Illustrative Community Trends

State of MCP in India 2026

Illustrative community examples for MCP adoption in India. Numbers shown are sample estimates for planning only and do not represent measured production telemetry.

Growing
Community Interest
Developer surveys
Expanding
India Edge Adoption
Mumbai & Bengaluru
Variable
Regional Latency
Depends on deployment
Rising
Developer Engagement
Indian subcontinent
Available
Data Residency
INR billing, DPDP-aligned

Top MCP Tools in India

Illustrative regional examples for MCP deployment considerations across India.

ToolCategoryGrowthEdge Latency
GitHubDeveloper ToolsGrowingVaries
PostgreSQLDatabasesGrowingVaries
SlackProductivityGrowingVaries
RazorpayFinanceGrowingVaries
NotionProductivityGrowingVaries
DockerDevOpsGrowingVaries

Illustrative ranking based on general category popularity, not measured registry analytics. Explore the directory →

Regional Deployment Patterns

Where India builds and deploys MCP servers.

Mumbai

Varies p99
Active deployments
Servers
Active
Status

Fintech, BFSI, regulated workloads

Bengaluru

Varies p99
Active deployments
Servers
Active
Status

Startups, SaaS, AI/ML

Delhi NCR

Varies p99
Active deployments
Servers
Active
Status

Enterprise, Government, EdTech

Hyderabad

Varies p99
Active deployments
Servers
Active
Status

Pharma, Biotech, ML workloads

Edge vs Traditional Serverless: What to Consider

General architectural trade-offs worth weighing when comparing a colocated MCP deployment against a traditional serverless function — not a benchmark against any specific vendor.

Cold starts

Serverless functions typically pay a cold-start penalty on infrequent invocations. A persistently running MCP server avoids this at the cost of always-on compute.

Data egress

Hosting compute close to your primary data store reduces cross-region data transfer compared to a function running in a different region from your database.

Predictable cost

A fixed-capacity server has a predictable monthly cost; per-invocation serverless pricing can be cheaper at low volume and more expensive at sustained high volume.

Operational overhead

Serverless platforms handle scaling and patching for you; a self-managed server shifts that responsibility to your team in exchange for more control.
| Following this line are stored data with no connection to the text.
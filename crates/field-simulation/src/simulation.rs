//! Pairwise field simulation manager
//!
//! Forces are summed over every unordered pair, O(n²) per step. Demos run with
//! tens to a few hundred bodies, so there is no spatial partitioning.

use crate::error::{SimulationError, SimulationResult};
use crate::params::{Parameter, SimulationConfig};
use crate::trail::Trails;
use field_physics::{
    circular_orbit_velocity, field_at, pair_force, Body, BodyId, BodySnapshot, FieldSample,
    ForceZone, GridSpec, InteractionLaw, MIN_EFFECTIVE_MASS,
};
use glam::DVec2;
use std::collections::VecDeque;

/// Pair bookkeeping for one force pass
#[derive(Debug, Clone, Copy, Default, PartialEq, Eq)]
pub struct PairStats {
    pub evaluated: usize,
    /// Pairs dropped by the singularity guard (or a law without pair terms)
    pub skipped: usize,
}

/// CPU pairwise field simulation
///
/// One instance per active demo. The driver calls [`FieldSimulator::step`]
/// once per frame and [`FieldSimulator::sample_field`] when it wants an
/// overlay; the simulator never schedules itself.
#[derive(Debug, Clone)]
pub struct FieldSimulator {
    config: SimulationConfig,
    bodies: Vec<Body>,
    zones: Vec<ForceZone>,
    trails: Trails,

    next_id: u64,
    time: f64,
    step_count: u64,

    // Reused between steps
    forces: Vec<DVec2>,
}

impl Default for FieldSimulator {
    fn default() -> Self {
        let config = SimulationConfig::default();
        Self {
            trails: Trails::new(config.trail_length),
            config,
            bodies: Vec::new(),
            zones: Vec::new(),
            next_id: 0,
            time: 0.0,
            step_count: 0,
            forces: Vec::new(),
        }
    }
}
The right choice depends on your traffic pattern, latency requirements, and operational capacity — always benchmark your own workload rather than relying on generic comparisons.

Explore Further

The illustrative estimates above are meant as planning references, not measured telemetry — see the architecture estimate dashboard for the same kind of directional data in more depth.